What’s yours is not necessarily your spouse’s

At the outset, you must realise that however compatible you may be, you are two different individuals, and therefore will likely communicate differently. Give your partner the benefit of doubt, when their communication techniques differ from yours. For instance, some people prefer the use of metaphors; role-playing or even the age-old technique of leaving notes around the house to successfully share their concerns. As a spouse, it remains your duty to work equally hard to translate this information without misinterpreting it.

Don’t assume

“Assumptions are the termites of relationships,” said American actor Henry Winkler. Perhaps no one has put the danger of assumptions better. Assumptions corrode every relationship that they affect. Instead of jumping to conclusions, talk to your partner with an open mind to see things from their point of view—nine times out of 10, you will realise that your interpretation was erroneous.
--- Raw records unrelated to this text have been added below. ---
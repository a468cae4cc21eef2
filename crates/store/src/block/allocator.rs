//! Monotonic block number allocator.
//!
//! Block numbers map directly to offsets in the data file. Numbers of blocks
//! emptied by deletes are not handed out again, so the data file keeps unused
//! space after heavy deletion.

use crate::error::BlockId;

/// Hands out block numbers in increasing order.
#[derive(Debug, Clone, Default)]
pub struct BlockAllocator {
    /// Next block number to allocate; equals the number of blocks ever allocated.
    next_block: BlockId,
}

impl BlockAllocator {
    /// Creates an allocator continuing after `allocated` blocks.
    pub fn new(allocated: BlockId) -> Self {
        Self { next_block: allocated }
    }

    /// Allocates a new block number.
    pub fn allocate(&mut self) -> BlockId {
        let block = self.next_block;
        self.next_block += 1;
        block
    }

    /// Marks the next `n` block numbers as allocated.
    pub fn advance(&mut self, n: BlockId) {
        self.next_block += n;
    }

    /// Returns the number of blocks ever allocated.
    pub fn total_blocks(&self) -> BlockId {
        self.next_block
    }
}

#[cfg(test)]
mod tests {
    use super::*;

    #[test]
    fn test_allocation_is_monotonic() {
        let mut allocator = BlockAllocator::new(3);
        assert_eq!(allocator.allocate(), 3);
        assert_eq!(allocator.allocate(), 4);
        assert_eq!(allocator.total_blocks(), 5);
    }

    #[test]
    fn test_advance_skips_numbers() {
        let mut allocator = BlockAllocator::new(2);
        allocator.advance(3);
        assert_eq!(allocator.total_blocks(), 5);
        assert_eq!(allocator.allocate(), 5);
    }

    #[test]
    fn test_fresh_allocator_starts_at_zero() {
        let mut allocator = BlockAllocator::default();
        assert_eq!(allocator.total_blocks(), 0);
        assert_eq!(allocator.allocate(), 0);
    }
}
Develop the optimistic side of your spouse

Words such as ‘cannot’ or ‘will not’ create a negative bubble around conversations. Instead of rejecting their ideas outright, use positive expressions such as: “It is definitely worth a serious thought, but may be it’s not the right time” or “This seems to be a little hard for me to comprehend but may be I’ll get it if you help me understand it from your perspective.” These kind of responses re-assure your spouse and make you their confidante.

Never trust the outside ear

Completely ignore hearsay. The only person who matters is your spouse—listen to him/her and know that gossip mongers often indulge in mischief just for entertainment. Sometimes, an outside party may deliberately try to create misunderstanding between you and your partner. If the issue is serious, gently bring it up with your partner and tell them that although you don’t believe what you have heard, it is important to clarify with them to prevent any potential misunderstanding and also to put a stop to such nuisance.

The lips don’t always move

Non-verbal communication is by far the greater component of communication. And yet, most people pay little, if any, attention to this aspect of a relationship. Actions speak louder than words, but most married couples seem to be deaf to the other’s actions. We urge you to see the little gestures of your spouse; try to comprehend what he or she intends to share. Don’t overlook the tear in her eye or his smile as he walks past. Learn to compliment your spouse without saying the words. Remember the times when you took great efforts to woo the other? No matter how many years may have passed since you took those vows, it’s always a good idea to behave like lovers. Facial expressions, gestures and hand movements are all used to speak—the hope being that they are heard.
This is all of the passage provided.